The answer is the set of lines that include "SPDX", copied from the data below.

********

// SPDX-FileCopyrightText: 2026 Shopkeep Contributors
// SPDX-License-Identifier: MIT OR Apache-2.0

//! Shopkeep - transactional execution and asynchronous recovery engine.
//!
//! This is the binary entry point: it runs recovery workers and offers
//! commands to create, inspect and cancel recovery tasks.

#[cfg(not(target_env = "msvc"))]
use tikv_jemallocator::Jemalloc;

#[cfg(not(target_env = "msvc"))]
#[global_allocator]
static GLOBAL: Jemalloc = Jemalloc;

mod app;
mod commands;
mod serve;
mod shutdown;

use std::path::PathBuf;
use std::sync::Arc;

use clap::{Parser, Subcommand};

use shopkeep_config::ShopkeepConfig;
use shopkeep_core::ShopkeepError;
use shopkeep_recovery::TaskType;

use crate::app::AppContext;

/// Shopkeep - transactional execution and asynchronous recovery engine.
#[derive(Parser, Debug)]
#[command(name = "shopkeep", version, about, long_about = None)]
struct Cli {
    /// Read configuration from this file instead of the XDG hierarchy.
    #[arg(long, global = true)]
    config: Option<PathBuf>,

    #[command(subcommand)]
    command: Option<Commands>,
}

/// Available subcommands.
#[derive(Subcommand, Debug)]
enum Commands {
    /// Run recovery workers until SIGINT/SIGTERM.
    Serve {
        /// Number of workers (overrides `recovery.workers`).
        #[arg(long)]
        workers: Option<usize>,
    },
    /// Create, inspect or cancel recovery tasks.
    Task {
        #[command(subcommand)]
        action: TaskCommands,
    },
    /// Show adapter health and queue depth.
    Status {
        /// Output as JSON.
        #[arg(long)]
        json: bool,
        /// Disable colors.
        #[arg(long)]
        plain: bool,
    },
    /// Print the effective configuration.
    Config,
}

#[derive(Subcommand, Debug)]
enum TaskCommands {
    /// Create a recovery task and enqueue it.
    Create {
        /// order-recovery, payment-recovery, inventory-recovery or refund-recovery.
        task_type: TaskType,
        /// JSON object handed to the repair handler.
        #[arg(long)]
        payload: String,
        /// Attempts before the task fails (default `recovery.default_max_retries`).
        #[arg(long)]
        max_retries: Option<u32>,
        #[arg(long)]
        json: bool,
    },
    /// Show one task.
    Status {
        id: String,
        #[arg(long)]
        json: bool,
    },
    /// Cancel a pending or running task.
    Cancel {
        id: String,
        #[arg(long)]
        json: bool,
    },
}

#[tokio::main]
async fn main() {
    let cli = Cli::parse();

    let loaded = match &cli.config {
        Some(path) => shopkeep_config::load_and_validate_path(path),
        None => shopkeep_config::load_and_validate(),
    };
    let config = match loaded {
        Ok(config) => config,
        Err(errors) => {
            shopkeep_config::render_errors(&errors);
            std::process::exit(1);
        }
    };
    init_tracing(&config.service.log_level);

    if let Err(e) = run(cli.command, config).await {
        eprintln!("error: {e}");
        std::process::exit(1);
    }
}

async fn run(command: Option<Commands>, config: ShopkeepConfig) -> Result<(), ShopkeepError> {
    let Some(command) = command else {
        println!("shopkeep: use --help for available commands");
        return Ok(());
    };
    if let Commands::Config = command {
        return commands::show_config(&config);
    }

    let ctx = Arc::new(AppContext::open(config).await?);
    let outcome = match command {
        Commands::Serve { workers } => return serve::run_serve(ctx, workers).await,
        Commands::Task { action } => match action {
            TaskCommands::Create {
                task_type,
                payload,
                max_retries,
                json,
            } => commands::task_create(&ctx, task_type, &payload, max_retries, json)
                .await
                .map(drop),
            TaskCommands::Status { id, json } => {
                commands::task_status(&ctx, &id, json).await.map(drop)
            }
            TaskCommands::Cancel { id, json } => {
                commands::task_cancel(&ctx, &id, json).await.map(drop)
            }
        },
        Commands::Status { json, plain } => commands::status(&ctx, json, plain).await,
        Commands::Config => Ok(()),
    };
    ctx.close().await;
    outcome
}

/// Initializes the tracing subscriber with the given log level.
///
/// `RUST_LOG` takes precedence over the configured level. Logs go to stderr
/// so command output on stdout stays machine-readable.
fn init_tracing(log_level: &str) {
    use tracing_subscriber::EnvFilter;

    let filter = EnvFilter::try_from_default_env().unwrap_or_else(|_| {
        EnvFilter::new(format!(
            "shopkeep={log_level},shopkeep_txn={log_level},shopkeep_recovery={log_level},shopkeep_storage={log_level},warn"
        ))
    });

    tracing_subscriber::fmt()
        .with_env_filter(filter)
        .with_writer(std::io::stderr)
        .with_target(true)
        .init();
}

********

*RESPONSE TO THE TASK:*
// SPDX-FileCopyrightText: 2026 Shopkeep Contributors
// SPDX-License-Identifier: MIT OR Apache-2.0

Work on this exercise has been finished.